Dirsync is a script I wrote to synchronise directories when a system boots up or shuts down.

Background

To provide some basic network functionality (DNS, logging stats, a webserver, etc..) I used to run Debian on a Linksys NSLU2 for many years. The NSLU2 is a small device, fanless with an internal Disk-on-chip (flash) for storing the original Operating System (with Debian it's running off a 1GB USB flash drive). Around June 2010 I upgraded to a more powerful alternative, the Sheeva Plug. Small, fanless, internal flash and an SDCard slot (from which I'm running the O/S). I leave these machines running 24/7 and I want them to be quiet and consume as little power as possible. I therefore use an SDCard to place the O/S on. Since SDCards fail much faster than spinning HDD's during normal operation I make sure the system is optimised to write as little to the disk as possible.

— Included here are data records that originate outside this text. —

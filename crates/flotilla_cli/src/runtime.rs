//! Runtime wiring shared by every command handler.
//!
//! Commands receive an explicit `Runtime` (config, host registry, limiter,
//! cancellation token) instead of reaching for globals, so a handler's
//! inputs are visible at its call site and tests can construct a runtime
//! around a mock fleet.

use std::path::Path;
use std::sync::Arc;
use std::time::Duration;

use anyhow::Context;
use tokio_util::sync::CancellationToken;

use flotilla::config::{parse_duration, Config};
use flotilla::hosts::{build_registry, Hosts};
use flotilla::limiter::Limiter;

pub struct Runtime {
    pub config: Config,
    pub hosts: Hosts,
    pub limiter: Arc<Limiter>,
    pub cancel: CancellationToken,
    pub show_all: bool,
}

impl Runtime {
    pub fn new(
        config_path: Option<&Path>,
        filter: Option<&str>,
        threads: Option<usize>,
        ttl: Option<&str>,
        update: bool,
        show_all: bool,
    ) -> anyhow::Result<Runtime> {
        let path = match config_path {
            Some(p) => p.to_path_buf(),
            None => Config::default_path()?,
        };
        let mut config =
            Config::from_file(&path).with_context(|| format!("loading {}", path.display()))?;
        tracing::debug!(config = %path.display(), "configuration loaded");

        if let Some(filter) = filter {
            config.filter = filter.to_string();
        }
        if let Some(threads) = threads {
            config.threads = threads;
        }

        // --update forces revalidation everywhere by capping freshness at
        // zero; an explicit --ttl overrides the config file's value.
        let ttl_override = if update {
            Some(Some(Duration::ZERO))
        } else {
            match ttl {
                Some(raw) => Some(Some(parse_duration(raw)?)),
                None => None,
            }
        };

        let hosts = build_registry(&config, ttl_override)?;
        if hosts.is_empty() {
            anyhow::bail!("no hosts match filter {:?}", config.filter);
        }

        let limiter = Limiter::new(config.threads);

        let cancel = CancellationToken::new();
        let handler_token = cancel.clone();
        tokio::spawn(async move {
            if tokio::signal::ctrl_c().await.is_ok() {
                eprintln!("\nShutdown requested, finishing in-flight requests...");
                handler_token.cancel();
            }
        });

        Ok(Runtime {
            config,
            hosts,
            limiter,
            cancel,
            show_all,
        })
    }
}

Most logging is turned off, I make extensive use of RAM filesystems (ramfs) and for additional (non-O/S) data storage I use a 2.5" USB HDD (which spins down and powers off after so many minutes of inactivity).

For logging some system statistics I use rrdtool and to prevent rrdtool from constantly writing to the SDCard flash I put the datbase file (.rrd) in a RAM filesystem.

My main reason for writing this script is because I didn't want to lose my .rrd files every time the system shuts down.

This script will sync from one directory to another (saving the .rrd from /dev/shm/rrd to /var/lib/rrd) when the system shuts down and copies it back (restoring the database back to /dev/shm/rrd) upon system boot up.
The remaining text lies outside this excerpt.